Reputation: 383
I try to find in a text sentence words of more than 4 letters I tried this:
fullsetence <- as.character(c("A test setence with test length","A second test for length"))
nchar(fullsetence)
I expect to take as results, based for example in the previous example sentence/string one has 2 words with length greater than 4 letters and the second has 2 words.
Using nchar I take the full length of characters from the string.
What is the right way to make it?
Upvotes: 0
Views: 56
Reputation: 16121
library(dplyr)
library(purrr)
# vector of sentences
fullsetence <- as.character(c("A test setence with test length","A second test for length"))

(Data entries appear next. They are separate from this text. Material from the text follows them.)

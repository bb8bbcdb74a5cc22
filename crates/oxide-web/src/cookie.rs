//! `Set-Cookie` directive construction.

use chrono::{DateTime, Utc};
use percent_encoding::{utf8_percent_encode, AsciiSet, NON_ALPHANUMERIC};

/// Characters left unescaped in cookie names and values.
const COOKIE_ENCODE: &AsciiSet = &NON_ALPHANUMERIC
    .remove(b'-')
    .remove(b'_')
    .remove(b'.')
    .remove(b'~')
    .remove(b'/');

/// Percent-encodes a cookie name or value.
pub fn encode(value: &str) -> String {
    utf8_percent_encode(value, COOKIE_ENCODE).to_string()
}

/// A cookie to be sent with a response.
///
/// # Example
///
/// ```
/// use oxide_web::Cookie;
///
/// let cookie = Cookie::new("theme", "dark mode").max_age(3600);
/// assert_eq!(
///     cookie.to_header_value(),
///     "theme=dark%20mode; Max-Age=3600; Path=/; HttpOnly"
/// );
/// ```
#[derive(Debug, Clone, PartialEq, Eq)]
pub struct Cookie {
    name: String,
    value: String,
    max_age: Option<i64>,
    expires: Option<DateTime<Utc>>,
    path: String,
    domain: Option<String>,
    secure: bool,
    http_only: bool,
}

impl Cookie {
    /// Creates a cookie with path `/` and `HttpOnly` set.
    pub fn new(name: impl Into<String>, value: impl Into<String>) -> Self {
        Self {
            name: name.into(),
            value: value.into(),
            max_age: None,
            expires: None,
            path: "/".to_string(),
            domain: None,
            secure: false,
            http_only: true,
        }
    }

    /// Sets `Max-Age` in seconds. Ignored when `expires` is also set.
    #[must_use]
    pub fn max_age(mut self, seconds: i64) -> Self {
        self.max_age = Some(seconds);
        self
    }

    /// Sets an absolute expiry.
    #[must_use]
    pub fn expires(mut self, at: DateTime<Utc>) -> Self {
        self.expires = Some(at);
        self
    }

    /// Sets an absolute expiry from a unix timestamp in seconds.
    ///
    /// Out-of-range timestamps leave the expiry unset.
    #[must_use]
    pub fn expires_at_timestamp(mut self, secs: i64) -> Self {
        self.expires = DateTime::from_timestamp(secs, 0);
        self
    }

    /// Sets the cookie path.
    #[must_use]
    pub fn path(mut self, path: impl Into<String>) -> Self {
        self.path = path.into();
        self
    }

    /// Sets the cookie domain.
    #[must_use]
    pub fn domain(mut self, domain: impl Into<String>) -> Self {
        self.domain = Some(domain.into());
        self
    }

    /// Sets the `Secure` flag.
    #[must_use]
    pub fn secure(mut self, secure: bool) -> Self {
        self.secure = secure;
        self
    }

    /// Sets the `HttpOnly` flag.
    #[must_use]
    pub fn http_only(mut self, http_only: bool) -> Self {
        self.http_only = http_only;
        self
    }

    /// Returns the (unencoded) cookie name.
    pub fn name(&self) -> &str {
        &self.name
    }

    /// Returns the (unencoded) cookie value.
    pub fn value(&self) -> &str {
        &self.value
    }

    /// Renders the `Set-Cookie` header value.
    pub fn to_header_value(&self) -> String {
        let mut parts = vec![format!("{}={}", encode(&self.name), encode(&self.value))];

        if let Some(expires) = self.expires {
            parts.push(format!(
                "Expires={}",
                expires.format("%a, %d-%b-%Y %H:%M:%S GMT")
            ));
        } else if let Some(max_age) = self.max_age {
            parts.push(format!("Max-Age={max_age}"));
        }

        parts.push(format!("Path={}", self.path));
        if let Some(domain) = &self.domain {
            parts.push(format!("Domain={domain}"));
        }
        if self.secure {
            parts.push("Secure".to_string());
        }
        if self.http_only {
            parts.push("HttpOnly".to_string());
        }

        parts.join("; ")
    }
}

#[cfg(test)]
mod tests {
    use super::*;
    use chrono::TimeZone;

    #[test]
    fn test_defaults() {
        let cookie = Cookie::new("a", "b");
        assert_eq!(cookie.to_header_value(), "a=b; Path=/; HttpOnly");
    }

    #[test]
    fn test_max_age() {
        let cookie = Cookie::new("sessionid", "abc").max_age(3600);
        assert_eq!(
            cookie.to_header_value(),
            "sessionid=abc; Max-Age=3600; Path=/; HttpOnly"
        );
    }

    #[test]
    fn test_expires_wins_over_max_age() {
        let at = Utc.with_ymd_and_hms(2015, 10, 21, 7, 28, 0).unwrap();
        let cookie = Cookie::new("a", "b").max_age(10).expires(at);
        assert_eq!(
            cookie.to_header_value(),
            "a=b; Expires=Wed, 21-Oct-2015 07:28:00 GMT; Path=/; HttpOnly"
        );
    }

    #[test]
    fn test_expires_from_timestamp() {
        let cookie = Cookie::new("a", "b").expires_at_timestamp(0);
        assert!(cookie
            .to_header_value()
            .contains("Expires=Thu, 01-Jan-1970 00:00:00 GMT"));
    }

    #[test]
    fn test_all_flags() {
        let cookie = Cookie::new("a", "b")
            .path("/app")
            .domain("example.com")
            .secure(true)
            .http_only(false);
        assert_eq!(
            cookie.to_header_value(),
            "a=b; Path=/app; Domain=example.com; Secure"
        );
    }

    #[test]
    fn test_value_is_percent_encoded() {
        let cookie = Cookie::new("user name", "a;b=c ü");
        assert_eq!(
            cookie.to_header_value(),
            "user%20name=a%3Bb%3Dc%20%C3%BC; Path=/; HttpOnly"
        );
    }
}
#[cfg(test)]
mod tests {
    use super::*;
    use crate::error::{found, HttpError};

    fn text(body: &'static str) -> impl Fn(&mut Context<'_>, &Params) -> HandlerResult<Reply> {
        move |_ctx, _params| Ok(Reply::Text(body.to_string()))
    }

    fn body(res: GatewayResponse) -> String {
        String::from_utf8(res.body.into_bytes().unwrap()).unwrap()
    }

    fn app() -> App {
        App::new(AppConfig::default().without_static_files())
    }

    #[test]
    fn test_register_populates_method_lists() {
        let mut app = app();
        app.register("/a", &[], text("a")).unwrap();
        app.register("/b", &[Method::Post], text("b")).unwrap();
        app.register("/c", &[Method::Get, Method::Post], text("c"))
            .unwrap();

        let get: Vec<&str> = app.routes(Method::Get).iter().map(|r| r.template()).collect();
        let post: Vec<&str> = app.routes(Method::Post).iter().map(|r| r.template()).collect();
        assert_eq!(get, vec!["/a", "/c"]);
        assert_eq!(post, vec!["/b", "/c"]);
        assert!(app.routes(Method::Put).is_empty());
    }

    #[test]
    fn test_static_route_comes_first() {
        let mut app = App::new(AppConfig::default());
        app.register("/<anything>", &[], text("x")).unwrap();
        let get: Vec<&str> = app.routes(Method::Get).iter().map(|r| r.template()).collect();
        assert_eq!(get, vec![DEFAULT_STATIC_PREFIX, "/<anything>"]);
        assert!(app.routes(Method::Post).is_empty());
    }

    #[test]
    fn test_register_after_serving() {
        let mut app = app();
        app.register("/", &[], text("home")).unwrap();
        assert!(!app.is_serving());
        app.call(Environ::get("/"));
        assert!(app.is_serving());
        assert!(matches!(
            app.register("/late", &[], text("late")),
            Err(WebError::AlreadyServing)
        ));
    }

    #[test]
    fn test_register_module_stops_at_bad_route() {
        let mut app = app();
        let err = app
            .register_module(vec![
                RouteDef::get("/ok", text("ok")),
                RouteDef::new("/no-handler"),
                RouteDef::get("/never", text("never")),
            ])
            .unwrap_err();
        assert!(matches!(err, WebError::MissingHandler(_)));
        assert_eq!(app.routes(Method::Get).len(), 1);
    }

    #[test]
    fn test_http_error_headers_are_merged() {
        let mut app = app();
        app.register("/auth", &[], |_ctx, _params| {
            Err(HttpError::new(401)
                .header("WWW-Authenticate", "Basic realm=\"x\"")
                .into())
        })
        .unwrap();

        let res = app.call(Environ::get("/auth"));
        assert_eq!(res.status, "401 Unauthorized");
        assert_eq!(res.header("www-authenticate"), Some("Basic realm=\"x\""));
        assert_eq!(
            body(res),
            "<html><body><h1>401 Unauthorized</h1></body></html>"
        );
    }

    #[test]
    fn test_out_of_range_error_code_becomes_500() {
        let mut app = app();
        app.register("/odd", &[], |_ctx, _params| Err(HttpError::new(42).into()))
            .unwrap();
        assert_eq!(app.call(Environ::get("/odd")).status_code(), 500);
    }

    #[test]
    fn test_redirect_keeps_cookies() {
        let mut app = app();
        app.register("/login", &[Method::Post], |ctx, _params| {
            ctx.session().set("user", "alice");
            Err(found("/home"))
        })
        .unwrap();

        let res = app.call(Environ::post("/login"));
        assert_eq!(res.status, "302 Found");
        assert_eq!(res.header("Location"), Some("/home"));
        assert!(res.header("Set-Cookie").unwrap().starts_with("sessionid="));
        assert!(body(res).is_empty());
        assert_eq!(app.sessions().len(), 1);
    }

    #[test]
    fn test_view_without_renderer_is_a_fault() {
        let mut app = app();
        app.add_route(
            RouteDef::get("/", |_ctx, _params| Ok(Reply::Data(Default::default())))
                .view("index.html"),
        )
        .unwrap();
        let res = app.call(Environ::get("/"));
        assert_eq!(res.status_code(), 500);
        assert_eq!(body(res), INTERNAL_ERROR_BODY);
    }

    #[test]
    fn test_view_with_non_data_reply_is_a_fault() {
        let mut app = app().with_renderer(|_: &str, _: &crate::Model| -> anyhow::Result<Vec<u8>> {
            Ok(Vec::new())
        });
        app.add_route(RouteDef::get("/", text("oops")).view("index.html"))
            .unwrap();
        assert_eq!(app.call(Environ::get("/")).status_code(), 500);
    }

    #[test]
    fn test_powered_by_comes_last() {
        let mut app = App::new(
            AppConfig::default()
                .without_static_files()
                .powered_by("test/1.0"),
        );
        app.register("/", &[], text("x")).unwrap();
        let res = app.call(Environ::get("/"));
        assert_eq!(
            res.headers.last(),
            Some(&("X-Powered-By".to_string(), "test/1.0".to_string()))
        );
    }

    #[test]
    fn test_panic_message() {
        let payload: Box<dyn Any + Send> = Box::new("boom");
        assert_eq!(panic_message(&*payload), "boom");
        let payload: Box<dyn Any + Send> = Box::new(String::from("bang"));
        assert_eq!(panic_message(&*payload), "bang");
        let payload: Box<dyn Any + Send> = Box::new(7);
        assert_eq!(panic_message(&*payload), "unknown panic payload");
    }
}
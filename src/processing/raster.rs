use std::time::Instant;

use crate::capture::FrameMetadata;
use crate::error::{PipelineError, Result};

/// Tightly packed RGBA frame (row length = width * 4).
#[derive(Debug, Clone)]
pub struct ProcessedRaster {
    width: u32,
    height: u32,
    data: Vec<u8>,
    pub meta: FrameMetadata,
}

impl ProcessedRaster {
    /// Wrap existing RGBA bytes.
    pub fn new(width: u32, height: u32, data: Vec<u8>) -> Result<Self> {
        if width == 0 || height == 0 {
            return Err(PipelineError::dimensions(width, height));
        }
        let expected = Self::byte_len(width, height)?;
        if data.len() != expected {
            return Err(PipelineError::InvalidDimensions(format!(
                "{width}x{height} raster needs {expected} bytes, got {}",
                data.len()
            )));
        }
        Ok(Self {
            width,
            height,
            data,
            meta: FrameMetadata {
                sequence: 0,
                captured_at: Instant::now(),
            },
        })
    }

    /// Zero-filled raster, reporting allocation failure instead of aborting.
    pub fn allocate(width: u32, height: u32) -> Result<Self> {
        if width == 0 || height == 0 {
            return Err(PipelineError::dimensions(width, height));
        }
        let len = Self::byte_len(width, height)?;
        let data = try_zeroed(len)?;
        Self::new(width, height, data)
    }

    /// Raster filled with one RGBA value.
    pub fn filled(width: u32, height: u32, rgba: [u8; 4]) -> Result<Self> {
        let mut raster = Self::allocate(width, height)?;
        for px in raster.data.chunks_exact_mut(4) {
            px.copy_from_slice(&rgba);
        }
        Ok(raster)
    }

    pub fn with_meta(mut self, meta: FrameMetadata) -> Self {
        self.meta = meta;
        self
    }

    pub(crate) fn byte_len(width: u32, height: u32) -> Result<usize> {
        (width as usize)
            .checked_mul(height as usize)
            .and_then(|n| n.checked_mul(4))
            .ok_or_else(|| PipelineError::AllocationFailure(format!("{width}x{height} overflows")))
    }

    pub fn width(&self) -> u32 {
        self.width
    }

    pub fn height(&self) -> u32 {
        self.height
    }

    pub fn dimensions(&self) -> (u32, u32) {
        (self.width, self.height)
    }

    pub fn row_bytes(&self) -> usize {
        self.width as usize * 4
    }

    pub fn data(&self) -> &[u8] {
        &self.data
    }

    pub fn data_mut(&mut self) -> &mut [u8] {
        &mut self.data
    }

    pub fn into_data(self) -> Vec<u8> {
        self.data
    }

    #[inline]
    pub fn pixel(&self, x: u32, y: u32) -> [u8; 4] {
        let i = (y as usize * self.width as usize + x as usize) * 4;
        [
            self.data[i],
            self.data[i + 1],
            self.data[i + 2],
            self.data[i + 3],
        ]
    }

    #[inline]
    pub fn set_pixel(&mut self, x: u32, y: u32, rgba: [u8; 4]) {
        let i = (y as usize * self.width as usize + x as usize) * 4;
        self.data[i..i + 4].copy_from_slice(&rgba);
    }
}

/// Zeroed byte vector via `try_reserve_exact`.
pub(crate) fn try_zeroed(len: usize) -> Result<Vec<u8>> {
    let mut data = Vec::new();
    data.try_reserve_exact(len)
        .map_err(|e| PipelineError::AllocationFailure(format!("{len} bytes: {e}")))?;
    data.resize(len, 0);
    Ok(data)
}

# get vector of counts for words with more than 4 letters
fullsetence %>%
strsplit(" ") %>%
map(~sum(nchar(.) > 4)) %>%
unlist()
# [1] 2 2
# create a dataframe with sentence and the corresponding counts
# use previous code as a function within "mutate"
data.frame(fullsetence, stringsAsFactors = F) %>%
mutate(Counts = fullsetence %>%
strsplit(" ") %>%
map(~sum(nchar(.) > 4)) %>%
unlist() )
# fullsetence Counts
# 1 A test setence with test length 2
# 2 A second test for length 2
If you want to get the actual words with more than 4 letters you can use this in a similar way:
fullsetence %>%
strsplit(" ") %>%
map(~ .[nchar(.) > 4])
data.frame(fullsetence, stringsAsFactors = F) %>%
mutate(Words = fullsetence %>%
strsplit(" ") %>%
map(~ .[nchar(.) > 4]))
Upvotes: 1